Election after election they fool the locals into voting for their candidate by doing the rounds of the local pubs, buying the locals a beer, warning them about the city based Labor Party and its Greenie and commo mates. This leaves the locals feeling great that Mr. So and So actually spoke to them and is a great bloke. Try to explain to them that The great bloke or woman has never done a thing to improve their lot in life, as presided the withdrawal of practically every service the town had to offer and has opposed every application in the courts for a pay rise and fought tooth and nail against any improvement in working conditions, will immediately see you of being accused of being a leftie greenie.
The Nationals and their forebears have pulled of the greatest con in democracy, in getting people to vote against their own interests so the privileged few can maintain and hoard their advantages and pass on through the generations.
The Nationals have somehow maintained this, whilst being led and made up of weak chin wonders who wouldn’t know a hard days work if it hit them in the face.
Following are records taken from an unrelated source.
//! Startup configuration: command line, then `SONGBOOK_*` environment
//! variables, then `config.json` in the songbook config directory, then
//! compiled defaults.

use std::fs;
use std::io::ErrorKind;
use std::path::{Path, PathBuf};

use anyhow::{Context, Result};
use clap::Parser;
use serde::Deserialize;

use crate::app::state::DEFAULT_PERFORMER_VISIBLE_COUNT;
use crate::catalog::CatalogSource;
use crate::facet::visibility::clamp_visible_count;

pub const DEFAULT_CATALOG: &str = "data/song.json";

#[derive(Debug, Parser)]
#[command(version, about = "Browse a song catalog with faceted search")]
pub struct Args {
    /// Catalog JSON file or http(s) URL
    #[arg(short, long, env = "SONGBOOK_CATALOG")]
    pub catalog: Option<String>,

    /// Performer chips shown before "show all" (1-50)
    #[arg(short = 'n', long, env = "SONGBOOK_PERFORMER_SLOTS")]
    pub performer_slots: Option<usize>,

    /// Reload the catalog when the file changes on disk
    #[arg(short, long, env = "SONGBOOK_WATCH")]
    pub watch: bool,

    /// Where to write logs
    #[arg(long, env = "SONGBOOK_LOG_FILE")]
    pub log_file: Option<PathBuf>,

    /// Config file to read instead of the default location
    #[arg(long, env = "SONGBOOK_CONFIG")]
    pub config: Option<PathBuf>,
}

/// The optional `config.json`.
#[derive(Debug, Default, Deserialize, PartialEq, Eq)]
#[serde(default, deny_unknown_fields)]
pub struct FileConfig {
    pub catalog: Option<String>,
    pub performer_visible_count: Option<usize>,
    pub watch: Option<bool>,
    pub log_file: Option<PathBuf>,
}

impl FileConfig {
    /// A missing file is `Ok(None)`; an unreadable or malformed one is an error.
    pub fn read(path: &Path) -> Result<Option<Self>> {
        let data = match fs::read_to_string(path) {
            Ok(data) => data,
            Err(e) if e.kind() == ErrorKind::NotFound => return Ok(None),
            Err(e) => {
                return Err(e).with_context(|| format!("failed to read {}", path.display()))
            }
        };
        let config = serde_json::from_str(&data)
            .with_context(|| format!("malformed config {}", path.display()))?;
        Ok(Some(config))
    }
}

#[derive(Debug, Clone, PartialEq, Eq)]
pub struct Config {
    pub catalog: CatalogSource,
    pub performer_visible_count: usize,
    pub watch: bool,
    pub log_file: PathBuf,
}

impl Config {
    pub fn resolve(args: &Args, file: &FileConfig) -> Self {
        let catalog = args
            .catalog
            .as_deref()
            .or(file.catalog.as_deref())
            .unwrap_or(DEFAULT_CATALOG);
        let slots = args
            .performer_slots
            .or(file.performer_visible_count)
            .unwrap_or(DEFAULT_PERFORMER_VISIBLE_COUNT);

        Self {
            catalog: CatalogSource::parse(catalog),
            performer_visible_count: clamp_visible_count(slots),
            watch: args.watch || file.watch.unwrap_or(false),
            log_file: args
                .log_file
                .clone()
                .or_else(|| file.log_file.clone())
                .unwrap_or_else(|| config_dir().join("songbook.log")),
        }
    }

    pub fn config_path(args: &Args) -> PathBuf {
        args.config
            .clone()
            .unwrap_or_else(|| config_dir().join("config.json"))
    }
}

pub fn config_dir() -> PathBuf {
    let base = if let Some(config) = std::env::var_os("XDG_CONFIG_HOME") {
        PathBuf::from(config)
    } else if let Some(home) = std::env::var_os("HOME") {
        PathBuf::from(home).join(".config")
    } else {
        PathBuf::from(".")
    };
    base.join("songbook")
}
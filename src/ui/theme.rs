use ratatui::style::{Color, Modifier, Style};

pub struct Theme {
    pub fg: Color,
    pub border_focused: Color,
    pub border_unfocused: Color,
    pub highlight_bg: Color,
    pub highlight_fg: Color,
    pub title_style: Style,
    pub performer_style: Style,
    pub dim_style: Style,
    pub chip_style: Style,
    pub selected_chip: Modifier,
    pub search_active: Style,
}

impl Default for Theme {
    fn default() -> Self {
        Self {
            fg: Color::White,
            border_focused: Color::Cyan,
            border_unfocused: Color::DarkGray,
            highlight_bg: Color::Cyan,
            highlight_fg: Color::Black,
            title_style: Style::default()
                .fg(Color::White)
                .add_modifier(Modifier::BOLD),
            performer_style: Style::default().fg(Color::Gray),
            dim_style: Style::default().fg(Color::DarkGray),
            chip_style: Style::default().fg(Color::Gray).bg(Color::Indexed(236)),
            selected_chip: Modifier::BOLD | Modifier::UNDERLINED,
            search_active: Style::default().fg(Color::White).bg(Color::DarkGray),
        }
    }
}

impl Theme {
    /// Chip colors for known genres; anything else gets the plain chip.
    pub fn genre_chip(&self, genre: &str) -> Style {
        let (fg, bg) = match genre {
            "POP" => (Color::Rgb(7, 89, 133), Color::Rgb(186, 230, 253)),
            "R&B" => (Color::Rgb(107, 33, 168), Color::Rgb(233, 213, 255)),
            "KPOP" => (Color::Rgb(157, 23, 77), Color::Rgb(251, 207, 232)),
            "발라드" => (Color::Rgb(31, 41, 55), Color::Rgb(229, 231, 235)),
            "뮤지컬" => (Color::Rgb(17, 94, 89), Color::Rgb(153, 246, 228)),
            "JPOP" => (Color::Rgb(154, 52, 18), Color::Rgb(254, 215, 170)),
            "OST" => (Color::Rgb(55, 48, 163), Color::Rgb(199, 210, 254)),
            _ => return self.chip_style,
        };
        Style::default().fg(fg).bg(bg)
    }

    pub fn tag_chip(&self, tag: &str) -> Style {
        let (fg, bg) = match tag {
            "숙제곡" => (Color::Rgb(30, 64, 175), Color::Rgb(191, 219, 254)),
            "경연곡" => (Color::Rgb(133, 77, 14), Color::Rgb(254, 240, 138)),
            _ => return self.chip_style,
        };
        Style::default().fg(fg).bg(bg)
    }
}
George Christensen is hardly a prime example of a hardworking farmer. Most of the rest have never set foot on a place as an actual farmer, they are right wing chancers of very small intellect.
Gone are the old war horses, one did not necessarily like, but could respect, Black Jack McEwan, Doug Anthony, Sinkers Sinclair and the rest of that era.
Sadly, I never see this changing, as when I visit Hay, Bourke and some other old stomping grounds, the tip ya lid to ya social betters of the National Party are still in place. If not a Nat voter, its Pauline or the Shooters etc, never a Party like Labor that believes in social inclusion and equity in education, health and other services the coast and city take for granted.
Exquisitely said.
Thank you.
Many issues here. There is a variety of circumstances among rural and remote regions and towns, each with their own specific issues. Most of these come down to finance and here there is a squeeze between the relevant State government and its authorities and local shire councils. Increasingly State governments have been passing over to shires responsibility for functions previously their’s without corresponding funding. As for the Commonwealth government, funding for local
government has been random (dependent to some degree on who is the local member and what is in his or her interests). There is also a Constitutional issue with respect to the direct funding of shires.
Local government itself is in a finite box with little if any scope for generating significant funds themselves. Shire rates are at a maximum and are regarded more as a penalty than a contribution to community wellbeing.
Frankly it is a mess compounded by poor communication and mutual distrust between country and city.
The quality of rural representation by the parties recently in our parliaments has been poor. But that is only the tip of the iceberg.